One of 32 teams in the US National Football League, the 49ers are named after the fortune-seekers who arrived in Northern California in the 1849 Gold Rush. They won five Super Bowl championships between 1981 and 1994.
In a press statement issued yesterday, the organization confirmed it suffered a security incident that disrupted its corporate IT network, prompting it to seek help from cybersecurity experts.
“The San Francisco 49ers recently became aware of a network security incident that resulted in temporary disruption to certain systems on our corporate IT network,” reads a statement provided to BleepingComputer. “Upon learning of the incident, we immediately initiated an investigation and took steps to contain the incident. Third-party cybersecurity firms were engaged to assist, and law enforcement was notified.”
BlackByte ransomware operatives claimed responsibility for the breach and reportedly began to leak stolen files immediately after the attack, in a bid to coerce the victim to pay ransom. The stolen data is said to include invoices from the 49ers’ corporate network dating back to 2020.

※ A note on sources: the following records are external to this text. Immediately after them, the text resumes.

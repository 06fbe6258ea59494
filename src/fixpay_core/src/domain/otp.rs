use chrono::{DateTime, Duration, Utc};
use rand::Rng;
use secrecy::{ExposeSecret, Secret};
use serde::{Deserialize, Serialize};
use thiserror::Error;

use super::serde_secret;

pub const OTP_LENGTH: usize = 6;
pub const CONFIRMATION_OTP_TTL_MINUTES: i64 = 10;
pub const RESET_OTP_TTL_MINUTES: i64 = 15;
pub const OTP_RESEND_COOLDOWN_SECONDS: i64 = 60;

#[derive(Debug, Clone, Copy, PartialEq, Eq, Serialize, Deserialize)]
#[serde(rename_all = "snake_case")]
pub enum OtpPurpose {
    ConfirmEmail,
    ResetPassword,
}

impl OtpPurpose {
    pub fn ttl_minutes(self) -> i64 {
        match self {
            Self::ConfirmEmail => CONFIRMATION_OTP_TTL_MINUTES,
            Self::ResetPassword => RESET_OTP_TTL_MINUTES,
        }
    }
}

#[derive(Debug, Error, PartialEq, Eq)]
pub enum OtpCodeError {
    #[error("the code must be 6 digits")]
    InvalidFormat,
}

/// Plaintext one-time code. Only ever held in memory on its way to the
/// hasher and the notifier; stores see the hash alone.
#[derive(Debug, Clone)]
pub struct OtpCode(Secret<String>);

impl OtpCode {
    pub fn generate() -> Self {
        let code = rand::rng().random_range(0..=999_999u32);
        Self(Secret::from(format!("{code:06}")))
    }
}

impl TryFrom<Secret<String>> for OtpCode {
    type Error = OtpCodeError;

    fn try_from(raw: Secret<String>) -> Result<Self, Self::Error> {
        let code = raw.expose_secret().trim();
        if code.len() != OTP_LENGTH || !code.chars().all(|c| c.is_ascii_digit()) {
            return Err(OtpCodeError::InvalidFormat);
        }
        Ok(Self(Secret::from(code.to_string())))
    }
}

impl TryFrom<String> for OtpCode {
    type Error = OtpCodeError;

    fn try_from(raw: String) -> Result<Self, Self::Error> {
        Self::try_from(Secret::from(raw))
    }
}

impl AsRef<Secret<String>> for OtpCode {
    fn as_ref(&self) -> &Secret<String> {
        &self.0
    }
}

impl PartialEq for OtpCode {
    fn eq(&self, other: &Self) -> bool {
        self.0.expose_secret() == other.0.expose_secret()
    }
}

/// One outstanding OTP, stored on the account itself. Reissuing replaces
/// the whole challenge.
#[derive(Debug, Clone, Serialize, Deserialize)]
pub struct OtpChallenge {
    pub purpose: OtpPurpose,
    #[serde(with = "serde_secret")]
    pub code_hash: Secret<String>,
    pub created_at: DateTime<Utc>,
    pub expires_at: DateTime<Utc>,
}

impl OtpChallenge {
    pub fn new(purpose: OtpPurpose, code_hash: Secret<String>, now: DateTime<Utc>) -> Self {
        Self {
            purpose,
            code_hash,
            created_at: now,
            expires_at: now + Duration::minutes(purpose.ttl_minutes()),
        }
    }

    /// A challenge stays valid through its exact expiry instant.
    pub fn is_expired(&self, now: DateTime<Utc>) -> bool {
        self.expires_at < now
    }

    /// Seconds the caller still has to wait before a new code may be
    /// issued, if the cooldown is running.
    pub fn resend_cooldown_remaining(&self, now: DateTime<Utc>) -> Option<i64> {
        if self.is_expired(now) {
            return None;
        }
        let elapsed = (now - self.created_at).num_seconds();
        let remaining = OTP_RESEND_COOLDOWN_SECONDS - elapsed;
        (remaining > 0).then_some(remaining)
    }
}
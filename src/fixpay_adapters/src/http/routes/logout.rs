use axum::{extract::State, http::HeaderMap, response::IntoResponse, Json};
use fixpay_application::LogoutUseCase;
use fixpay_core::{AccountStore, RevokedTokenStore};

use super::error::AccountApiError;
use crate::auth::authenticate;
use crate::http::{envelope::ApiEnvelope, state::AppState};

#[tracing::instrument(name = "Logout", skip_all)]
pub async fn logout<A, R>(
    State(state): State<AppState<A, R>>,
    headers: HeaderMap,
) -> Result<impl IntoResponse, AccountApiError>
where
    A: AccountStore + Clone + 'static,
    R: RevokedTokenStore + Clone + 'static,
{
    let claims = authenticate(&headers, &state.revoked_tokens, &state.token_config).await?;

    let use_case = LogoutUseCase::new(state.revoked_tokens.clone());
    use_case.execute(claims.jti.clone(), claims.remaining_ttl()).await?;

    Ok(Json(ApiEnvelope::success_empty("logged out successfully")))
}
use std::path::PathBuf;

use async_trait::async_trait;
use chrono::Utc;
use fixpay_core::{ObjectStorage, ObjectStorageError, StoredObject};
use rand::{distr::Alphanumeric, Rng};

/// Object storage on the local filesystem, served back through the
/// static `/uploads` route.
pub struct LocalObjectStorage {
    root: PathBuf,
}

impl LocalObjectStorage {
    pub fn new(root: impl Into<PathBuf>) -> Self {
        Self { root: root.into() }
    }
}

#[async_trait]
impl ObjectStorage for LocalObjectStorage {
    #[tracing::instrument(name = "Storing uploaded object", skip(self, bytes))]
    async fn store(
        &self,
        bytes: Vec<u8>,
        folder: &str,
        filename: &str,
    ) -> Result<StoredObject, ObjectStorageError> {
        let unique_name = unique_name(filename);

        let dir = self.root.join(folder);
        tokio::fs::create_dir_all(&dir)
            .await
            .map_err(|e| ObjectStorageError::StorageError(e.to_string()))?;

        let path = dir.join(&unique_name);
        tokio::fs::write(&path, bytes)
            .await
            .map_err(|e| ObjectStorageError::StorageError(e.to_string()))?;

        Ok(StoredObject {
            url: format!("uploads/{folder}/{unique_name}"),
        })
    }
}

/// Prefixes the client filename with a timestamp and a random tag so two
/// uploads of the same file never collide.
fn unique_name(filename: &str) -> String {
    let tag: String = rand::rng()
        .sample_iter(&Alphanumeric)
        .take(6)
        .map(char::from)
        .collect();
    format!(
        "{}_{}_{}",
        Utc::now().timestamp_millis(),
        tag,
        sanitize(filename)
    )
}

/// Keeps the stored name path-safe: whitespace becomes underscores and
/// anything outside [A-Za-z0-9._-] is dropped.
fn sanitize(filename: &str) -> String {
    let cleaned: String = filename
        .chars()
        .map(|c| if c.is_whitespace() { '_' } else { c })
        .filter(|c| c.is_ascii_alphanumeric() || matches!(c, '.' | '_' | '-'))
        .collect();
    if cleaned.is_empty() {
        "upload".to_string()
    } else {
        cleaned
    }
}
use axum::{extract::State, http::StatusCode, response::IntoResponse, Json};
use fixpay_application::RegisterUseCase;
use fixpay_core::{
    parse_date_of_birth, AccountStore, Address, Email, FullName, Gender, NationalId, NewAccount,
    Password, PhoneNumber, RevokedTokenStore, Role, Username,
};
use secrecy::Secret;
use serde::Deserialize;

use super::error::AccountApiError;
use crate::http::{envelope::ApiEnvelope, state::AppState};

#[derive(Deserialize)]
#[serde(rename_all = "camelCase")]
pub struct RegisterRequest {
    pub email: String,
    pub user_name: String,
    pub password: Secret<String>,
    pub phone_number: String,
    pub national_id: Option<String>,
    pub first_name: String,
    pub last_name: String,
    /// `DD-MM-YYYY`.
    pub date_of_birth: String,
    /// false = male, true = female.
    pub gender: bool,
    pub address: Option<AddressRequest>,
    pub role: Option<String>,
}

#[derive(Deserialize)]
pub struct AddressRequest {
    pub government: Option<String>,
    pub city: Option<String>,
    pub street: Option<String>,
}

impl RegisterRequest {
    fn parse(self) -> Result<(NewAccount, Password), AccountApiError> {
        let role = match self.role.as_deref() {
            Some(raw) => raw.parse::<Role>()?,
            None => Role::default(),
        };

        let details = NewAccount {
            email: Email::try_from(self.email)?,
            username: Username::try_from(self.user_name)?,
            phone: PhoneNumber::try_from(self.phone_number)?,
            national_id: self.national_id.map(NationalId::try_from).transpose()?,
            name: FullName::new(&self.first_name, &self.last_name)?,
            date_of_birth: parse_date_of_birth(&self.date_of_birth)?,
            gender: Gender::from(self.gender),
            address: self
                .address
                .map(|a| Address::new(a.government, a.city, a.street)),
            role,
        };
        let password = Password::try_from(self.password)?;
        Ok((details, password))
    }
}

#[tracing::instrument(name = "Register", skip_all)]
pub async fn register<A, R>(
    State(state): State<AppState<A, R>>,
    Json(request): Json<RegisterRequest>,
) -> Result<impl IntoResponse, AccountApiError>
where
    A: AccountStore + Clone + 'static,
    R: RevokedTokenStore + Clone + 'static,
{
    let (details, password) = request.parse()?;

    let use_case = RegisterUseCase::new(
        state.accounts.clone(),
        state.hasher.clone(),
        state.notifier.clone(),
    );
    let projection = use_case.execute(details, password).await?;

    Ok((
        StatusCode::CREATED,
        Json(ApiEnvelope::success(
            "account created, a confirmation code was sent to your email",
            projection,
        )),
    ))
}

“While the investigation is ongoing, we believe the incident is limited to our corporate IT network,” the team told the press. “To date, we have no indication that this incident involves systems outside of our corporate network, such as those connected to Levi’s Stadium operations or ticket holders.”
The team says it is hard at work trying to “restore involved systems as quickly and as safely as possible” as the investigation continues.
BlackByte typically targets networks with unpatched security flaws and uses worm functionality similar to Ryuk to spread laterally across the targeted infrastructure. The malware is programmed to avoid systems with Russian and ex-USSR languages, much like REvil.